Ganz im Sinne eines europäischen Kollektivgedächtnisses bzw. einer europäischen Erinnerungskultur – in diesen Bereich fällt auch der eben genannte intertextuelle Aspekt – soll auch die Rezeption des Romans im französischen Literaturraum diskutiert werden. Wieder unter dem Leitgedanken der Fremdheitserfahrung soll gezeigt werden, inwiefern die Übersetzung bzw. der Roman mit seinen Inhalten selbst befremdlich auf französische Leserinnen und Leser wirkt. Selbst wenn durch die Verleihung des Literaturnobelpreises im Jahr 2004 eine gewisse Universalität der Jelinek’schen Sprache und Lektüre impliziert wurde und da der Übersetzer Olivier Le Lay darauf verweist, dass der Roman „traduit de l’allemand (Autriche)“ sei, müssen in ihm Spuren einer literarischen österreichischen Identität vorhanden sein. Diese Frage nach einer österreichischen Literatur, die noch immer nicht restlos geklärt zu sein scheint, sollen z.T. aus französischer Perspektive anhand von befremdlichen Inhalten, aber auch anhand ei-ner befremdlichen Sprache diskutiert werden. In diesem Zusammenhang können die E-Mails aus dem Verkehr zwischen der Autorin und dem Übersetzer ausgewertet werden und dienli-che Hinweise für das Verständnis von österreichischer Literatur liefern.
Wie bereits oben ausgeführt, sollen Fremdheitserfahrungen mit dem Roman Die Kinder der Toten untersucht werden. Im Zentrum der Arbeit steht die These, dass der Roman eben nicht nur befremdlich auf ein österreichisches Publikum wirkt, sondern auch auf ein europäisches, wobei es gilt, eben genau diese Aspekte des Romans herauszuarbeiten und zu interpretieren, die als Auslöser für solche Fremdheitserfahrungen (man denke an die Pressestimmen nach Erscheinen des Romans) fungieren können. Werden österreichische Fremdheitserfahrungen mit dem Roman diskutiert, so sollen besonders der Konnex zur Verdrängung der Täterrolle Österreichs während der NS-Zeit im Zentrum des Interesses stehen, aber auch Veränderungen in der österreichischen Gesellschaft, die die Autorin scharfsinnig erkennt und ihrem Publikum präsentiert.

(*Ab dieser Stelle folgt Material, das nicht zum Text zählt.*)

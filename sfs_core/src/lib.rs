//! `sfs_core` — the on-disk driver for the Simple File System (SFS) image
//! format: layout constants and codec, the block chain table, path
//! resolution, directory walking, and the externally visible file-system
//! operations. Oblivious to how bytes reach the image (`device::Device` is
//! the seam) and to the host binding that dispatches into it (`ops::Sfs`
//! is the seam).

pub mod blocktable;
pub mod device;
pub mod dirwalk;
pub mod error;
pub mod layout;
pub mod ops;
pub mod resolver;
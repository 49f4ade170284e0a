//! Maps FUSE inode numbers to SFS paths.
//!
//! `sfs_core` addresses everything by path; the kernel VFS addresses
//! everything by inode number. This table is the glue between the two: an
//! inode is allocated the first time a path is looked up and reused for as
//! long as the kernel holds a reference to it (tracked via `lookup`/`forget`
//! counts, per the FUSE protocol).

use std::collections::HashMap;

use fuser::FUSE_ROOT_ID;

/// `ino -> path` and `path -> ino`, plus the kernel's outstanding lookup
/// count for each inode (so `forget` can reclaim entries that are no longer
/// referenced).
pub struct InodeTable {
    paths: Vec<Option<String>>,
    by_path: HashMap<String, u64>,
    lookups: Vec<u64>,
}

impl InodeTable {
    pub fn new() -> Self {
        let mut table = InodeTable { paths: vec![None, None], by_path: HashMap::new(), lookups: vec![0, 0] };
        table.paths[FUSE_ROOT_ID as usize] = Some("/".to_string());
        table.by_path.insert("/".to_string(), FUSE_ROOT_ID);
        table
    }

    pub fn path(&self, ino: u64) -> Option<&str> {
        self.paths.get(ino as usize).and_then(|p| p.as_deref())
    }

    /// Returns the inode for `path`, allocating a fresh one if this is the
    /// first time it has been seen, and bumps its lookup count by one (the
    /// caller is expected to be replying to a `lookup`/`create`/`mkdir`
    /// request, each of which hands the kernel a new reference).
    pub fn lookup(&mut self, path: &str) -> u64 {
        if let Some(&ino) = self.by_path.get(path) {
            self.lookups[ino as usize] += 1;
            return ino;
        }
        let ino = self.paths.len() as u64;
        self.paths.push(Some(path.to_string()));
        self.by_path.insert(path.to_string(), ino);
        self.lookups.push(1);
        ino
    }

    /// Drops `nlookup` references to `ino`; once the count reaches zero the
    /// path mapping is freed (the kernel will never refer to this inode
    /// again without a fresh `lookup`).
    pub fn forget(&mut self, ino: u64, nlookup: u64) {
        if let Some(count) = self.lookups.get_mut(ino as usize) {
            *count = count.saturating_sub(nlookup);
            if *count == 0 && ino != FUSE_ROOT_ID {
                if let Some(path) = self.paths[ino as usize].take() {
                    self.by_path.remove(&path);
                }
            }
        }
    }

    /// Re-points `ino`'s path after a successful `rename`, so a still-open
    /// handle keeps resolving to the entry it started with.
    pub fn rename(&mut self, old_path: &str, new_path: &str) {
        if let Some(ino) = self.by_path.remove(old_path) {
            self.paths[ino as usize] = Some(new_path.to_string());
            self.by_path.insert(new_path.to_string(), ino);
        }
    }
}

/// Joins a parent directory path and a child name into a new SFS path.
/// `parent` is always an already-resolved directory path (`"/"` or
/// `"/a/b"`, never with a trailing slash except for the root).
pub fn child_path(parent: &str, name: &str) -> String {
    if parent == "/" {
        format!("/{name}")
    } else {
        format!("{parent}/{name}")
    }
}

#[cfg(test)]
mod tests {
    use super::*;

    #[test]
    fn root_is_preallocated_at_the_fuse_root_inode() {
        let table = InodeTable::new();
        assert_eq!(table.path(FUSE_ROOT_ID), Some("/"));
    }

    #[test]
    fn repeated_lookups_of_the_same_path_reuse_the_inode() {
        let mut table = InodeTable::new();
        let a = table.lookup("/a");
        let b = table.lookup("/a");
        assert_eq!(a, b);
    }

    #[test]
    fn forget_frees_the_mapping_once_the_count_drops_to_zero() {
        let mut table = InodeTable::new();
        let ino = table.lookup("/a");
        table.lookup("/a");
        table.forget(ino, 1);
        assert_eq!(table.path(ino), Some("/a"));
        table.forget(ino, 1);
        assert_eq!(table.path(ino), None);
    }

    #[test]
    fn rename_repoints_an_existing_inode_to_its_new_path() {
        let mut table = InodeTable::new();
        let ino = table.lookup("/a");
        table.rename("/a", "/b");
        assert_eq!(table.path(ino), Some("/b"));
        assert_eq!(table.lookup("/b"), ino);
    }

    #[test]
    fn child_path_joins_without_a_double_slash_at_root() {
        assert_eq!(child_path("/", "f"), "/f");
        assert_eq!(child_path("/a", "f"), "/a/f");
    }
}
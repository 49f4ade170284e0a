//! Userspace FUSE driver for the Simple File System (SFS) image format.
//!
//! This binary is the "external binding" the core `sfs_core` crate is
//! deliberately oblivious to: it parses arguments, opens the image file,
//! and wires a `fuser::Filesystem` session to `sfs_core::ops::Sfs`.

mod device;
mod fs;
mod inode;

use std::path::PathBuf;

use anyhow::{bail, Context};
use clap::Parser;
use fork::{daemon, Fork};
use log::{error, info};

use sfs_core::ops::Sfs;

use device::FileDevice;
use fs::SfsFuse;

const DEFAULT_IMG: &str = "test.img";

/// Mount an SFS image as a FUSE filesystem.
#[derive(Parser, Debug)]
#[command(author, version, about, long_about = None)]
struct Args {
    /// Where to mount the filesystem.
    mountpoint: PathBuf,

    /// Filename of the SFS image to mount.
    #[arg(short, long, default_value = DEFAULT_IMG)]
    img: PathBuf,

    /// Run FUSE in the background instead of the foreground.
    #[arg(short, long)]
    background: bool,

    /// Print debug information; repeat for more detail (-v, -vv, -vvv).
    #[arg(short, long, action = clap::ArgAction::Count)]
    verbose: u8,
}

fn init_logging(verbosity: u8) {
    let level = match verbosity {
        0 => log::LevelFilter::Warn,
        1 => log::LevelFilter::Info,
        2 => log::LevelFilter::Debug,
        _ => log::LevelFilter::Trace,
    };
    env_logger::Builder::new().filter_level(level).format_timestamp(None).init();
}

fn main() -> anyhow::Result<()> {
    let args = Args::parse();
    init_logging(args.verbose);

    if args.background {
        match daemon(false, false) {
            Ok(Fork::Parent(_)) => return Ok(()),
            Ok(Fork::Child) => {}
            Err(errno) => bail!("failed to background the driver (errno {errno})"),
        }
    }

    let device = FileDevice::open(&args.img)
        .with_context(|| format!("opening SFS image {:?}", args.img))?;
    let filesystem = SfsFuse::new(Sfs::new(device));

    info!("mounting {:?} on {:?}", args.img, args.mountpoint);
    let options = vec![
        fuser::MountOption::FSName("sfs".to_string()),
        fuser::MountOption::AutoUnmount,
    ];
    if let Err(e) = fuser::mount2(filesystem, &args.mountpoint, &options) {
        error!("fuse session ended with an error: {e}");
        return Err(e.into());
    }

    Ok(())
}
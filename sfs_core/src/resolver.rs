//! Path resolution: walks a slash-rooted path from the root directory
//! through nested directories, returning the matched entry and its on-disk
//! slot address.

use crate::device::Device;
use crate::dirwalk::{self, DirLocation, DirSlots};
use crate::error::{Result, SfsError};
use crate::layout::{DirEntryRecord, FILENAME_MAX};

/// Splits `path` on `/`, dropping empty components so that both a bare
/// `a/b` and a trailing-slash `a/b/` resolve identically. Canonicalization
/// happens exactly once, here.
fn components(path: &str) -> Result<Vec<&str>> {
    if !path.starts_with('/') {
        return Err(SfsError::Inval);
    }
    Ok(path.split('/').filter(|c| !c.is_empty()).collect())
}

/// The outcome of resolving a non-root path: the matched entry and the
/// on-disk address of its slot (so the caller can overwrite or clear it).
#[derive(Debug, Clone)]
pub struct Resolved {
    pub entry: DirEntryRecord,
    pub addr: u64,
}

/// Resolves `path` against the root directory. Returns `Ok(None)` for `"/"`
/// itself (callers handle root specially — it has no on-disk slot or entry
/// record of its own).
pub fn resolve<D: Device>(dev: &mut D, path: &str) -> Result<Option<Resolved>> {
    resolve_components(dev, &components(path)?)
}

/// Walks an already-split, already-canonicalized component list from the
/// root directory. Shared by `resolve` and `resolve_parent` so both agree
/// on what `Ok(None)` (bare root) means without re-deriving components
/// from a reassembled path string.
fn resolve_components<D: Device>(dev: &mut D, comps: &[&str]) -> Result<Option<Resolved>> {
    if comps.is_empty() {
        return Ok(None);
    }

    let mut loc = DirLocation::Root;
    let mut found: Option<Resolved> = None;

    for (i, comp) in comps.iter().enumerate() {
        let name = comp.as_bytes();
        let is_last = i == comps.len() - 1;

        let mut walker = DirSlots::new(dev, loc);
        let mut hit = None;
        while let Some(addr) = walker.next_addr()? {
            let entry = dirwalk::read_entry(dev, addr)?;
            if entry.is_empty() {
                continue;
            }
            if entry.name() == name {
                hit = Some(Resolved { entry, addr });
                break;
            }
        }

        let resolved = hit.ok_or(SfsError::NoEnt)?;

        if !is_last {
            if !resolved.entry.is_dir() {
                return Err(SfsError::NotDir);
            }
            loc = DirLocation::Chain { first_block: resolved.entry.first_block };
        }

        found = Some(resolved);
    }

    Ok(found)
}

/// Which directory a parent resolves to, for `create`/`mkdir`/`rename`.
#[derive(Debug, Clone, Copy)]
pub enum ParentDir {
    Root,
    Sub { first_block: u16 },
}

impl ParentDir {
    pub fn location(self) -> DirLocation {
        match self {
            ParentDir::Root => DirLocation::Root,
            ParentDir::Sub { first_block } => DirLocation::Chain { first_block },
        }
    }
}

/// Splits `path` into a parent directory and a new name, resolving the
/// parent and validating the name's length. Shared by `create`, `mkdir`,
/// and `rename`. Goes through the same component list `resolve` uses
/// (rather than re-splitting the raw string) so a path like `"//x"` or
/// `"/a/"` is canonicalized exactly the same way in both functions.
pub fn resolve_parent<'p, D: Device>(dev: &mut D, path: &'p str) -> Result<(ParentDir, &'p str)> {
    let comps = components(path)?;
    let name = *comps.last().ok_or(SfsError::Inval)?;

    if name.len() > FILENAME_MAX - 1 {
        return Err(SfsError::NameTooLong);
    }

    let parent = match resolve_components(dev, &comps[..comps.len() - 1])? {
        None => ParentDir::Root,
        Some(resolved) => {
            if !resolved.entry.is_dir() {
                return Err(SfsError::NotDir);
            }
            ParentDir::Sub { first_block: resolved.entry.first_block }
        }
    };

    Ok((parent, name))
}

#[cfg(test)]
mod tests {
    use super::*;
    use crate::device::MemDevice;
    use crate::layout::{IMAGE_SIZE, ROOTDIR_OFF};

    fn fresh() -> MemDevice {
        let mut dev = MemDevice::zeroed(IMAGE_SIZE as usize);
        for b in 0..crate::layout::BLOCKTBL_NENTRIES as u16 {
            crate::blocktable::set_next(&mut dev, b, crate::blocktable::Slot::Empty).unwrap();
        }
        dev
    }

    #[test]
    fn root_resolves_to_none() {
        let mut dev = fresh();
        assert!(resolve(&mut dev, "/").unwrap().is_none());
    }

    #[test]
    fn missing_component_is_noent() {
        let mut dev = fresh();
        assert!(matches!(resolve(&mut dev, "/nope").unwrap_err(), SfsError::NoEnt));
    }

    #[test]
    fn relative_path_is_invalid() {
        let mut dev = fresh();
        assert!(matches!(resolve(&mut dev, "no/leading/slash").unwrap_err(), SfsError::Inval));
    }

    #[test]
    fn descending_through_a_file_fails_notdir() {
        let mut dev = fresh();
        let entry = DirEntryRecord::new_file(b"f");
        dirwalk::write_entry(&mut dev, ROOTDIR_OFF, &entry).unwrap();
        assert!(matches!(resolve(&mut dev, "/f/x").unwrap_err(), SfsError::NotDir));
    }

    #[test]
    fn trailing_slash_resolves_the_same_as_without() {
        let mut dev = fresh();
        let entry = DirEntryRecord::new_dir(b"a", 0);
        dirwalk::write_entry(&mut dev, ROOTDIR_OFF, &entry).unwrap();
        let a = resolve(&mut dev, "/a").unwrap().unwrap();
        let a_slash = resolve(&mut dev, "/a/").unwrap().unwrap();
        assert_eq!(a.addr, a_slash.addr);
    }

    #[test]
    fn resolve_parent_rejects_overlong_names() {
        let mut dev = fresh();
        let long_name = "x".repeat(FILENAME_MAX);
        let path = format!("/{long_name}");
        assert!(matches!(
            resolve_parent(&mut dev, &path).unwrap_err(),
            SfsError::NameTooLong
        ));
    }

    #[test]
    fn resolve_parent_accepts_name_at_max_length() {
        let mut dev = fresh();
        let name = "x".repeat(FILENAME_MAX - 1);
        let path = format!("/{name}");
        let (parent, got_name) = resolve_parent(&mut dev, &path).unwrap();
        assert!(matches!(parent, ParentDir::Root));
        assert_eq!(got_name, name);
    }

    #[test]
    fn resolve_parent_collapses_doubled_leading_slashes_to_root() {
        let mut dev = fresh();
        let (parent, name) = resolve_parent(&mut dev, "//x").unwrap();
        assert!(matches!(parent, ParentDir::Root));
        assert_eq!(name, "x");
    }
}
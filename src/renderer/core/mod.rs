//! "Core" refers to the objects every frame depends on: instance, surface, device,
//! queues, swapchain, and the one-shot submission context.
//! They are created once in a fixed order and released in the opposite order.

pub mod device;
pub mod immediate;
pub mod instance;
pub mod queue;
pub mod surface;
pub mod swapchain;

use std::fmt;

/// Setup steps of the renderer, in the order they run
#[derive(Clone, Copy, Debug, PartialEq, Eq, PartialOrd, Ord)]
pub enum SetupStage {
    Instance,
    Surface,
    DeviceSelection,
    DeviceCreation,
    MemoryAllocator,
    Swapchain,
    FrameRing,
    ImmediateSubmit,
    DrawImage,
    Descriptors,
}

impl fmt::Display for SetupStage {
    fn fmt(&self, f: &mut fmt::Formatter<'_>) -> fmt::Result {
        let name = match self {
            SetupStage::Instance => "instance creation",
            SetupStage::Surface => "surface creation",
            SetupStage::DeviceSelection => "physical device selection",
            SetupStage::DeviceCreation => "logical device creation",
            SetupStage::MemoryAllocator => "memory allocator creation",
            SetupStage::Swapchain => "swapchain creation",
            SetupStage::FrameRing => "frame ring creation",
            SetupStage::ImmediateSubmit => "immediate submit context creation",
            SetupStage::DrawImage => "draw image creation",
            SetupStage::Descriptors => "draw image descriptor creation",
        };
        write!(f, "{}", name)
    }
}

impl SetupStage {
    pub fn failed(self) -> String {
        format!("Renderer setup failed during {}", self)
    }
}
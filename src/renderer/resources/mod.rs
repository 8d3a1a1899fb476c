//! "Resources" are the objects applications create on top of the core: images, buffers,
//! shaders, descriptor sets, and pipelines. Each one has a single release path.

pub mod buffer;
pub mod descriptor;
pub mod image;
pub mod pipeline;
pub mod shader;

use std::sync::{Arc, Mutex};
use gpu_allocator::vulkan::Allocator;

pub type MemoryAllocator = Arc<Mutex<Allocator>>;

/// Takes the owned state out of `slot` and hands it to `release`. Returns `false` and logs
/// an error instead when the state was already released.
pub(crate) fn release_once<T>(slot: &mut Option<T>, what: &str, release: impl FnOnce(T)) -> bool {
    match slot.take() {
        Some(state) => {
            release(state);
            true
        }
        None => {
            log::error!("{} destroyed more than once", what);
            false
        }
    }
}

#[cfg(test)]
mod tests {
    use super::*;

    #[test]
    fn second_release_is_a_reported_no_op() {
        let mut slot = Some(7);
        let mut released = Vec::new();

        assert!(release_once(&mut slot, "test", |value| released.push(value)));
        assert!(!release_once(&mut slot, "test", |value| released.push(value)));

        assert_eq!(released, vec![7]);
        assert!(slot.is_none());
    }
}
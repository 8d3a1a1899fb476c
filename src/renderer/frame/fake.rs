use std::cell::RefCell;
use std::collections::VecDeque;
use std::rc::Rc;
use color_eyre::Result;
use crate::renderer::deletion_queue::DeletionQueue;
use crate::renderer::frame::{AcquireOutcome, FrameBackend, PresentOutcome};

#[derive(Clone, Debug, PartialEq, Eq)]
pub(crate) enum Call {
    /// `true` when the CPU had to block for the GPU
    Wait(usize, bool),
    Released(&'static str),
    ResetFence(usize),
    Acquire(usize),
    RestoreFence(usize),
    Begin(usize, u32),
    Finish(usize, u32),
    Submit(usize),
    Present(usize, u32),
    Recreate,
}

type Log = Rc<RefCell<Vec<Call>>>;

/// GPU stand-in whose queued work only completes when the CPU waits for it
pub(crate) struct FakeGpu {
    log: Log,
    pub(crate) fence_signaled: Vec<bool>,
    pending_submission: Vec<bool>,
    observed_signaled: Vec<bool>,
    pub(crate) deletion_queues: Vec<DeletionQueue>,
    pub(crate) acquire_script: VecDeque<AcquireOutcome>,
    pub(crate) present_script: VecDeque<PresentOutcome>,
    next_image: u32,
}

impl FakeGpu {
    pub(crate) fn new(ring_size: usize) -> Self {
        Self {
            log: Rc::new(RefCell::new(Vec::new())),
            fence_signaled: vec![true; ring_size],
            pending_submission: vec![false; ring_size],
            observed_signaled: vec![false; ring_size],
            deletion_queues: (0..ring_size).map(|_| DeletionQueue::new()).collect(),
            acquire_script: VecDeque::new(),
            present_script: VecDeque::new(),
            next_image: 0,
        }
    }

    fn record(&self, call: Call) {
        self.log.borrow_mut().push(call);
    }

    pub(crate) fn defer_release(&mut self, slot: usize, label: &'static str) {
        let log = self.log.clone();
        self.deletion_queues[slot].push_back(move || log.borrow_mut().push(Call::Released(label)), label);
    }

    pub(crate) fn calls(&self) -> Vec<Call> {
        self.log.borrow().clone()
    }

    pub(crate) fn clear_log(&self) {
        self.log.borrow_mut().clear();
    }

    fn assert_slot_owned(&self, slot: usize) {
        assert!(
            self.observed_signaled[slot],
            "slot {} touched before its fence was observed signaled",
            slot,
        );
    }
}

impl FrameBackend for FakeGpu {
    fn ring_size(&self) -> usize {
        self.fence_signaled.len()
    }

    fn wait_for_slot(&mut self, slot: usize) -> Result<()> {
        let blocked = !self.fence_signaled[slot];
        if blocked {
            assert!(self.pending_submission[slot], "waiting on slot {} would never return", slot);
            self.pending_submission[slot] = false;
            self.fence_signaled[slot] = true;
        }
        self.observed_signaled[slot] = true;
        self.record(Call::Wait(slot, blocked));
        Ok(())
    }

    fn slot_deletion_queue(&mut self, slot: usize) -> &mut DeletionQueue {
        self.assert_slot_owned(slot);
        &mut self.deletion_queues[slot]
    }

    fn reset_slot_fence(&mut self, slot: usize) -> Result<()> {
        self.assert_slot_owned(slot);
        self.fence_signaled[slot] = false;
        self.record(Call::ResetFence(slot));
        Ok(())
    }

    fn acquire_image(&mut self, slot: usize) -> Result<AcquireOutcome> {
        self.record(Call::Acquire(slot));
        let outcome = self.acquire_script.pop_front().unwrap_or_else(|| {
            let image_index = self.next_image;
            self.next_image = (self.next_image + 1) % 3;
            AcquireOutcome::Acquired { image_index, suboptimal: false }
        });
        Ok(outcome)
    }

    fn restore_slot_fence(&mut self, slot: usize) -> Result<()> {
        self.fence_signaled[slot] = true;
        self.record(Call::RestoreFence(slot));
        Ok(())
    }

    fn begin_recording(&mut self, slot: usize, image_index: u32) -> Result<()> {
        self.assert_slot_owned(slot);
        self.record(Call::Begin(slot, image_index));
        Ok(())
    }

    fn finish_recording(&mut self, slot: usize, image_index: u32) -> Result<()> {
        self.record(Call::Finish(slot, image_index));
        Ok(())
    }

    fn submit(&mut self, slot: usize) -> Result<()> {
        self.pending_submission[slot] = true;
        self.observed_signaled[slot] = false;
        self.record(Call::Submit(slot));
        Ok(())
    }

    fn present(&mut self, slot: usize, image_index: u32) -> Result<PresentOutcome> {
        self.record(Call::Present(slot, image_index));
        Ok(self.present_script.pop_front().unwrap_or(PresentOutcome::Presented))
    }

    fn recreate_swapchain(&mut self, _drawable_size: (u32, u32)) -> Result<()> {
        self.record(Call::Recreate);
        Ok(())
    }
}
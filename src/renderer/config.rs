use std::time::Duration;
use ash::vk;
use color_eyre::eyre::eyre;
use color_eyre::Result;

/// Number of ring slots used when nothing else is configured (double buffering)
pub const DEFAULT_FRAMES_IN_FLIGHT: usize = 2;

/// How the swapchain present mode is picked from what the surface supports
#[derive(Clone, Copy, Debug, PartialEq, Eq)]
pub enum PresentModePolicy {
    /// Use MAILBOX when available, FIFO otherwise
    PreferMailbox,
    /// Always use FIFO (vsync)
    Fifo,
}

/// Which validation-layer messages are forwarded to the logger
#[derive(Clone, Copy, Debug, PartialEq, Eq)]
pub enum DebugMessageFilter {
    All,
    WarningsAndErrors,
    ErrorsOnly,
}

impl DebugMessageFilter {
    pub fn severity_flags(self) -> vk::DebugUtilsMessageSeverityFlagsEXT {
        use vk::DebugUtilsMessageSeverityFlagsEXT as Severity;
        match self {
            DebugMessageFilter::All => {
                Severity::VERBOSE | Severity::INFO | Severity::WARNING | Severity::ERROR
            }
            DebugMessageFilter::WarningsAndErrors => Severity::WARNING | Severity::ERROR,
            DebugMessageFilter::ErrorsOnly => Severity::ERROR,
        }
    }
}

/// Contains configuration options for the renderer like validation, vsync, and ring size
#[derive(Clone, Debug)]
pub struct RenderConfig {
    pub app_name: String,
    pub validation: bool,
    pub debug_messages: DebugMessageFilter,
    pub present_mode: PresentModePolicy,
    pub surface_format: vk::SurfaceFormatKHR,
    pub draw_format: vk::Format,
    pub frames_in_flight: usize,
    /// How long the run loop sleeps per tick while the window cannot be rendered to
    pub idle_sleep: Duration,
}

impl Default for RenderConfig {
    fn default() -> Self {
        Self {
            app_name: "kindle".into(),
            validation: cfg!(debug_assertions),
            debug_messages: DebugMessageFilter::WarningsAndErrors,
            present_mode: PresentModePolicy::PreferMailbox,
            surface_format: vk::SurfaceFormatKHR {
                format: vk::Format::B8G8R8A8_UNORM,
                color_space: vk::ColorSpaceKHR::SRGB_NONLINEAR,
            },
            draw_format: vk::Format::R16G16B16A16_SFLOAT,
            frames_in_flight: DEFAULT_FRAMES_IN_FLIGHT,
            idle_sleep: Duration::from_millis(100),
        }
    }
}

impl RenderConfig {
    pub fn validate(&self) -> Result<()> {
        if self.frames_in_flight == 0 {
            return Err(eyre!("frames_in_flight must be at least 1"));
        }
        Ok(())
    }
}

#[cfg(test)]
mod tests {
    use super::*;

    #[test]
    fn default_config_is_double_buffered_and_valid() {
        let config = RenderConfig::default();
        assert_eq!(config.frames_in_flight, 2);
        assert!(config.validate().is_ok());
    }

    #[test]
    fn zero_frames_in_flight_is_rejected() {
        let config = RenderConfig {
            frames_in_flight: 0,
            ..Default::default()
        };
        assert!(config.validate().is_err());
    }

    #[test]
    fn filters_widen_monotonically() {
        use vk::DebugUtilsMessageSeverityFlagsEXT as Severity;
        let errors = DebugMessageFilter::ErrorsOnly.severity_flags();
        let warnings = DebugMessageFilter::WarningsAndErrors.severity_flags();
        let all = DebugMessageFilter::All.severity_flags();

        assert_eq!(errors, Severity::ERROR);
        assert!(warnings.contains(errors));
        assert!(!warnings.contains(Severity::INFO));
        assert!(all.contains(warnings | Severity::INFO | Severity::VERBOSE));
    }
}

Der Versuch, eine Antwort auf die Frage nach europäischen Fremdheitserfahrungen zu geben, soll zunächst mittels einer breitangelegten intertextuellen Analyse erfolgen, deren Absicht es sein wird, zu zeigen, welche Texte und Strömungen der europäischen Geistesgeschichte einen Einfluss auf den Roman haben und wie er sich gewissermaßen als Antithese zu diesen versteht. Als Fokussierung auf einen weiteren europäischen Literaturraum sollen auch Fremdheitser-fahrungen des französischen Publikums herausgearbeitet werden. Diese beiden Thesen, einerseits, dass sich der Roman als Antithese zu bedeutenden Texten der europäischen Geistes-geschichte lesen lässt, und andererseits, dass er auch auf französischsprachige Leserinnen und Leser befremdlich wirkt, soll seine Einbettung in eine europäische Erinnerungskultur und seine Bedeutung für eine solche unterstreichen. Vor dem Hintergrund der Anmerkung „traduit de l’allemand (Autriche)“ soll mittels der französischen Übersetzung auch die These überprüft werden, dass sich der Roman, aller Befremdlichkeiten zum Trotz, dennoch als repräsentatives Werk der österreichischen Literatur zu gelten hat, da ansonsten ein derartiger Hinweis obsolet wäre.